Sir Richard Branson wants our cars to have a sweet tooth, as the Virgin Group billionaire entrepreneur has been advocating the use of sugar cane-based ethanol as opposed to one derived from corn. Considering the impact that rising corn prices have had on inflation, not to mention food supplies, he may have a point.

Branson can rattle off his take on the economics of sugar-based ethanol at will:

  • It's seven times more efficient to run a car off sugar than corn.
  • It requires only $100 to alter your existing car's battery to get 85% of your fuel from sugar.
  • Unlike with hydrogen fuel, you wouldn't have to eliminate the entire current fleet of cars on the road to switch to sugar-based ethanol.
  • Brazil by itself could create enough sugar plantations to supply the U.S. -- without damaging the rain forests.

Those are pretty compelling arguments.
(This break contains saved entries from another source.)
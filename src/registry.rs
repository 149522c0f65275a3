use std::collections::btree_map::{self, BTreeMap};
use std::fs;
use std::path::{Path, PathBuf};

use log::{info, warn};

use crate::errors::{Result, TunerError};
use crate::http_request::RequestDefinition;
use crate::script_loader::{ScriptEngine, SCRIPT_EXTENSION};

/// Request definitions of one directory tree, keyed by file stem.
#[derive(Debug, Default, Clone)]
pub struct RequestRegistry {
    entries: BTreeMap<String, RequestDefinition>,
}

/// Collects every script below `dir`. Entries of a directory are visited in path order,
/// subdirectories depth first.
fn collect_scripts(dir: &Path, scripts: &mut Vec<PathBuf>) -> Result<()> {
    let read_dir = fs::read_dir(dir).map_err(|e| TunerError::script_load(dir, e))?;
    let mut paths = Vec::new();
    for entry in read_dir {
        paths.push(entry.map_err(|e| TunerError::script_load(dir, e))?.path());
    }
    paths.sort();
    for path in paths {
        if path.is_dir() {
            collect_scripts(&path, scripts)?;
        } else if path.extension().map(|ext| ext == SCRIPT_EXTENSION).unwrap_or(false) {
            scripts.push(path);
        }
    }
    return Ok(());
}

/// Loads every `.rhai` script below `dir`.
///
/// When two scripts share a file stem the one visited last replaces the earlier one,
/// e.g. `b/get_api.rhai` wins over `a/get_api.rhai`.
pub fn load_registry(dir: &Path) -> Result<RequestRegistry> {
    let mut scripts = Vec::new();
    collect_scripts(dir, &mut scripts)?;

    let engine = ScriptEngine::new();
    let mut entries: BTreeMap<String, RequestDefinition> = BTreeMap::new();
    for path in scripts {
        let definition = engine.load(&path)?;
        if let Some(previous) = entries.insert(definition.name().to_string(), definition) {
            warn!(
                "{} replaces {} for '{}'",
                path.display(),
                previous.source().map(|p| p.display().to_string()).unwrap_or_default(),
                previous.name()
            );
        }
    }
    info!("loaded {} request definitions from {}", entries.len(), dir.display());
    return Ok(RequestRegistry { entries });
}

impl RequestRegistry {
    pub fn get(&self, name: &str) -> Option<&RequestDefinition> {
        self.entries.get(name)
    }

    /// Mutable access, needed for `update`.
    pub fn get_mut(&mut self, name: &str) -> Option<&mut RequestDefinition> {
        self.entries.get_mut(name)
    }

    /// An independent copy whose body `update` can change without touching the registry.
    pub fn checkout(&self, name: &str) -> Option<RequestDefinition> {
        self.entries.get(name).cloned()
    }

    pub fn names(&self) -> impl Iterator<Item = &str> {
        self.entries.keys().map(String::as_str)
    }

    pub fn iter(&self) -> btree_map::Iter<'_, String, RequestDefinition> {
        self.entries.iter()
    }

    pub fn len(&self) -> usize {
        self.entries.len()
    }

    pub fn is_empty(&self) -> bool {
        self.entries.is_empty()
    }
}
use std::fs::{self, File};
use std::io::{BufRead, BufReader};
use std::path::{Path, PathBuf};

use log::{debug, info};
use serde_json::{Map, Value};

use crate::errors::{Result, TunerError};
use crate::http_request::{HttpMethod, StringMap};
use crate::script_loader::{HTTP_CLIENT_IDENT, SCRIPT_EXTENSION};

const COOKIE_MARKER: &str = "Cookie: ";
const HEADER_SEPARATOR: &str = ": ";
const NULL_VALUE: &str = "null";

/// A captured transaction as far as the request is concerned.
#[derive(Debug, Default, Clone, PartialEq)]
pub struct CaptureRecord {
    pub method: String,
    pub target_url: String,
    pub headers: StringMap,
    pub cookies: StringMap,
    pub body_raw: Option<String>,
}

// Represents state as determined by the latest parsed line
#[derive(Debug, Copy, Clone, Eq, PartialEq)]
enum ParseState {
    RequestLine,
    Header,
    AfterHeaders,
}

// Determined type of line inside the header block
#[derive(Debug, Eq, PartialEq)]
enum LineType {
    Cookie,
    Header,
    Empty,
    Unknown,
}

fn get_line_type(line: &str) -> LineType {
    return if line.is_empty() {
        LineType::Empty
    } else if line.contains(COOKIE_MARKER) {
        LineType::Cookie
    } else if line.contains(HEADER_SEPARATOR) {
        LineType::Header
    } else {
        LineType::Unknown
    };
}

fn parse_cookies(line: &str) -> StringMap {
    let value = line.split_once(COOKIE_MARKER).map(|(_, value)| value).unwrap_or_default();
    return value
        .split("; ")
        .filter_map(|entry| entry.split_once('='))
        .map(|(key, value)| (key.to_string(), value.to_string()))
        .collect();
}

/// Reads the capture up to the second consecutive blank line.
fn read_capture(path: &Path) -> Result<Vec<String>> {
    let file = File::open(path).map_err(|reason| TunerError::input_format(path, format!("couldn't open: {}", reason)))?;
    let mut lines = Vec::new();
    let mut previous_blank = false;
    for result_line in BufReader::new(file).lines() {
        let line = result_line.map_err(|reason| TunerError::input_format(path, reason))?;
        let line = line.trim_end_matches('\r').to_string();
        let blank = line.is_empty();
        if previous_blank && blank {
            break;
        }
        previous_blank = blank;
        lines.push(line);
    }
    return Ok(lines);
}

/// Parses the lines of one captured transaction.
pub fn parse_capture_lines(path: &Path, lines: &[String]) -> Result<CaptureRecord> {
    let mut record = CaptureRecord::default();
    let mut parse_state = ParseState::RequestLine;

    for line in lines {
        match parse_state {
            ParseState::RequestLine => {
                let tokens: Vec<&str> = line.split_whitespace().collect();
                if tokens.len() < 2 {
                    return Err(TunerError::input_format(path, format!("request line '{}' lacks method and url", line)));
                }
                record.method = tokens[0].to_string();
                record.target_url = tokens[1].to_string();
                parse_state = ParseState::Header;
            }
            ParseState::Header => match get_line_type(line) {
                LineType::Header => {
                    if let Some((name, value)) = line.split_once(HEADER_SEPARATOR) {
                        record.headers.insert(name.to_string(), value.to_string());
                    }
                }
                LineType::Cookie => {
                    record.cookies = parse_cookies(line);
                    parse_state = ParseState::AfterHeaders;
                }
                LineType::Empty | LineType::Unknown => parse_state = ParseState::AfterHeaders,
            },
            ParseState::AfterHeaders => break,
        }
    }
    if parse_state == ParseState::RequestLine {
        return Err(TunerError::input_format(path, "empty capture"));
    }

    // the body sits between a blank line and the response status line
    record.body_raw = lines
        .windows(3)
        .skip(1)
        .find(|window| window[0].is_empty() && window[2].contains("HTTP"))
        .map(|window| window[1].clone());
    return Ok(record);
}

pub fn parse_capture(path: &Path) -> Result<CaptureRecord> {
    let lines = read_capture(path)?;
    return parse_capture_lines(path, &lines);
}

impl CaptureRecord {
    /// Decodes the `key=value&key=value` body. Any pair without `=` means there is no usable body.
    /// A value that is exactly `null` becomes json null, `:null` inside a value is already json
    /// and is kept as text.
    pub fn decoded_body(&self) -> Option<Map<String, Value>> {
        let raw = self.body_raw.as_deref()?;
        let mut body = Map::new();
        for pair in raw.split('&') {
            let (key, value) = match pair.split_once('=') {
                Some(pair) => pair,
                None => {
                    debug!("body '{}' is not form encoded, ignoring it", raw);
                    return None;
                }
            };
            let value = if value == NULL_VALUE { Value::Null } else { Value::String(value.to_string()) };
            body.insert(key.to_string(), value);
        }
        return Some(body);
    }

    pub fn is_get(&self) -> bool {
        return self.method.contains("GET");
    }

    /// Verb of the emitted call: GET for GET captures, the captured verb when supported, else POST.
    pub fn script_method(&self) -> HttpMethod {
        if self.is_get() {
            return HttpMethod::Get;
        }
        return match HttpMethod::from_verb(&self.method) {
            Some(HttpMethod::Get) | None => HttpMethod::Post,
            Some(method) => method,
        };
    }

    pub fn to_script(&self, source_name: &str) -> String {
        let headers: Map<String, Value> = self
            .headers
            .iter()
            .filter(|(name, _)| !name.eq_ignore_ascii_case("content-length"))
            .map(|(name, value)| (name.clone(), Value::String(value.clone())))
            .collect();
        let verb = self.script_method().as_str().to_lowercase();

        let mut script = format!("// Converted from {}\n", source_name);
        script += &format!("let url = {};\n\n", rhai_string(&self.target_url));
        script += &format!("let headers = {};\n\n", rhai_map(&headers, 0));
        if self.is_get() {
            script += &format!("let response = {}.{}(url, #{{ headers: headers }});\n", HTTP_CLIENT_IDENT, verb);
        } else {
            // json text, replayed byte for byte whatever the content type
            let payload = match self.decoded_body() {
                Some(body) => rhai_string(&Value::Object(body).to_string()),
                None => "()".to_string(),
            };
            script += &format!("let payload = {};\n\n", payload);
            script += &format!(
                "let response = {}.{}(url, #{{ headers: headers, data: payload }});\n",
                HTTP_CLIENT_IDENT, verb
            );
        }
        return script;
    }
}

fn rhai_string(text: &str) -> String {
    let mut quoted = String::with_capacity(text.len() + 2);
    quoted.push('"');
    for c in text.chars() {
        match c {
            '"' => quoted.push_str("\\\""),
            '\\' => quoted.push_str("\\\\"),
            '\n' => quoted.push_str("\\n"),
            '\r' => quoted.push_str("\\r"),
            '\t' => quoted.push_str("\\t"),
            c if c.is_control() => quoted.push_str(&format!("\\u{:04x}", c as u32)),
            c => quoted.push(c),
        }
    }
    quoted.push('"');
    return quoted;
}

fn rhai_map(map: &Map<String, Value>, depth: usize) -> String {
    if map.is_empty() {
        return "#{}".to_string();
    }
    let indent = "    ".repeat(depth + 1);
    let entries: Vec<String> = map
        .iter()
        .map(|(key, value)| format!("{}{}: {}", indent, rhai_string(key), rhai_literal(value, depth + 1)))
        .collect();
    return format!("#{{\n{}\n{}}}", entries.join(",\n"), "    ".repeat(depth));
}

fn rhai_literal(value: &Value, depth: usize) -> String {
    return match value {
        Value::Null => "()".to_string(),
        Value::Bool(flag) => flag.to_string(),
        Value::Number(number) => number.to_string(),
        Value::String(text) => rhai_string(text),
        Value::Array(items) => {
            let items: Vec<String> = items.iter().map(|item| rhai_literal(item, depth)).collect();
            format!("[{}]", items.join(", "))
        }
        Value::Object(map) => rhai_map(map, depth),
    };
}

/// `login.txt` becomes `login.rhai` next to it.
pub fn default_output_path(input: &Path) -> PathBuf {
    return input.with_extension(SCRIPT_EXTENSION);
}

/// Converts the capture at `input` into a request script written to `output`.
pub fn convert_capture(input: &Path, output: &Path) -> Result<CaptureRecord> {
    let record = parse_capture(input)?;
    if !record.cookies.is_empty() {
        debug!("{}: cookies {:?} are not carried into the script", input.display(), record.cookies);
    }
    let source_name = input.file_name().map(|name| name.to_string_lossy().to_string()).unwrap_or_default();
    fs::write(output, record.to_script(&source_name))
        .map_err(|source| TunerError::Output { path: output.to_path_buf(), source })?;
    info!("converted {} to {}", input.display(), output.display());
    return Ok(record);
}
With world food prices soaring over the past couple of years and resulting food riots endangering the stability of countries around the globe, current U.S. policies seem ludicrous.

I'm always willing to give the maverick Branson the benefit of the doubt. Any CEO who's willing to appear nude in the middle of Times Square to launch his Virgin Mobile (NYSE:VM) phone service (OK, Branson was actually in a "nude suit") is someone worth listening to if not, um, watching.

There are a lot of vested interests working at cross-purposes to Branson. Not just Big Oil plays like ExxonMobil (NYSE:XOM) and Chevron (NYSE:CVX), but also corn-based ethanol producers like Archer Daniels Midland (NYSE:ADM) and VeraSun Energy (NYSE:VSE).

So to whom can you look to turn sugar into gold? Perhaps the leading name right now is Cosan (NYSE:CZZ), the largest sugar and ethanol producer in Brazil. Of course, Archer Daniels isn't putting all its husks into just one corn silo, and has itself expressed a desire to diversify into the sugar cane-based ethanol market.

Now, having seen the damage ethanol demand has done to corn prices, you have to wonder about the sweet stuff. Sugar prices might be at some of their lowest levels as supply outstrips demand, but increasing the need for sugar to make fuel would likely cause them to spike.

Given the potential with sugar-based ethanol, it could be time for you to embrace $4 a gallon gas, and perhaps profit from the trend, too. And you don't have to parachute nude into Times Square to do it.